Tiere, Pflanzen, Pilze und Bakterien werden durch den Menschen, beabsichtigt oder auch nicht, von einem Ort zum anderen transportiert. Gelingt es ihnen, sich an ihrem „neuen“ Ort zu etablieren, sich zu vermehren und weiter auszubreiten, sprechen Wissenschaftler von „Biologischer Invasion“.
Einige „Fremdlinge“ schädigen unsere Gesundheit, andere haben gravierende Auswirkungen auf die heimische Tier- und Pflanzenwelt oder verursachen ökonomische Schäden. Riesenbärenklau, Beifuß-Ambrosie, Rhododendron-Zikade, Waschbär, Nilgans, Ochsenfrosch, Asiatische Tigermücke, Spanische Wegschnecke… – nur einige Beispiele für gebietsfremde Tier- und Pflanzennamen, die in aller Munde sind und regelmäßig für Schlagzeilen in den Medien sorgen.

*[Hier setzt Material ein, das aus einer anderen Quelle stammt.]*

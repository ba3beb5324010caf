//! Serialized row types and their conversion to/from core results.

use serde::{Deserialize, Serialize};

use wg_core::{BuildingNumber, GridResult, NeighborEntry, UNREACHABLE_ETA};

use crate::OutputResult;

/// One grid point as written to disk.
#[derive(Clone, Debug, PartialEq, Serialize, Deserialize)]
pub struct GridRow {
    pub neighbors: Vec<NeighborRow>,
    /// `[lat, lon]`.
    pub coords:    [f64; 2],
}

/// One neighbor as written to disk.
#[derive(Clone, Debug, PartialEq, Serialize, Deserialize)]
pub struct NeighborRow {
    pub building_number: String,
    pub building_name:   String,
    /// Seconds; `null` when unreachable.
    #[serde(with = "eta")]
    pub eta:             f64,
}

impl From<&GridResult> for GridRow {
    fn from(r: &GridResult) -> Self {
        Self {
            neighbors: r.neighbors.iter().map(NeighborRow::from).collect(),
            coords:    r.coords.to_pair(),
        }
    }
}

impl From<&NeighborEntry> for NeighborRow {
    fn from(n: &NeighborEntry) -> Self {
        Self {
            building_number: n.building_number.to_string(),
            building_name:   n.building_name.clone(),
            eta:             n.eta_secs,
        }
    }
}

impl GridRow {
    /// Convert back to a [`GridResult`].  Fails only on an empty building number.
    pub fn into_result(self) -> OutputResult<GridResult> {
        let neighbors = self
            .neighbors
            .into_iter()
            .map(|n| -> OutputResult<NeighborEntry> {
                Ok(NeighborEntry {
                    building_number: BuildingNumber::new(&n.building_number)?,
                    building_name:   n.building_name,
                    eta_secs:        n.eta,
                })
            })
            .collect::<OutputResult<Vec<_>>>()?;
        Ok(GridResult::new(self.coords.into(), neighbors))
    }
}

/// Whole seconds as integers (`318`, not `318.0`), other finite ETAs as
/// floats, anything else as `null`.
mod eta {
    use serde::{Deserialize, Deserializer, Serializer};

    use super::UNREACHABLE_ETA;

    /// Largest magnitude at which every integer is exact in an f64.
    const MAX_EXACT: f64 = 9_007_199_254_740_992.0;

    pub fn serialize<S: Serializer>(eta: &f64, s: S) -> Result<S::Ok, S::Error> {
        if !eta.is_finite() {
            s.serialize_none()
        } else if eta.fract() == 0.0 && eta.abs() <= MAX_EXACT {
            s.serialize_i64(*eta as i64)
        } else {
            s.serialize_f64(*eta)
        }
    }

    pub fn deserialize<'de, D: Deserializer<'de>>(d: D) -> Result<f64, D::Error> {
        Ok(Option::<f64>::deserialize(d)?.unwrap_or(UNREACHABLE_ETA))
    }
}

Im Rahmen der neuen Sonderausstellung „Biologische Invasionen“ lädt das Naturkundemuseum Mauritianum Altenburg zum Abendvortrag „Warum sind Waschbär und Goldrute ein Problem?“ am Dienstag, den 8. April um 18 Uhr ein. Dr. Gunnar Brehm (Phyletisches Museum Jena) zeigt anhand von Beispielen, welchen negativen Einfluss invasive Arten haben können und welche Möglichkeiten des Managements bestehen.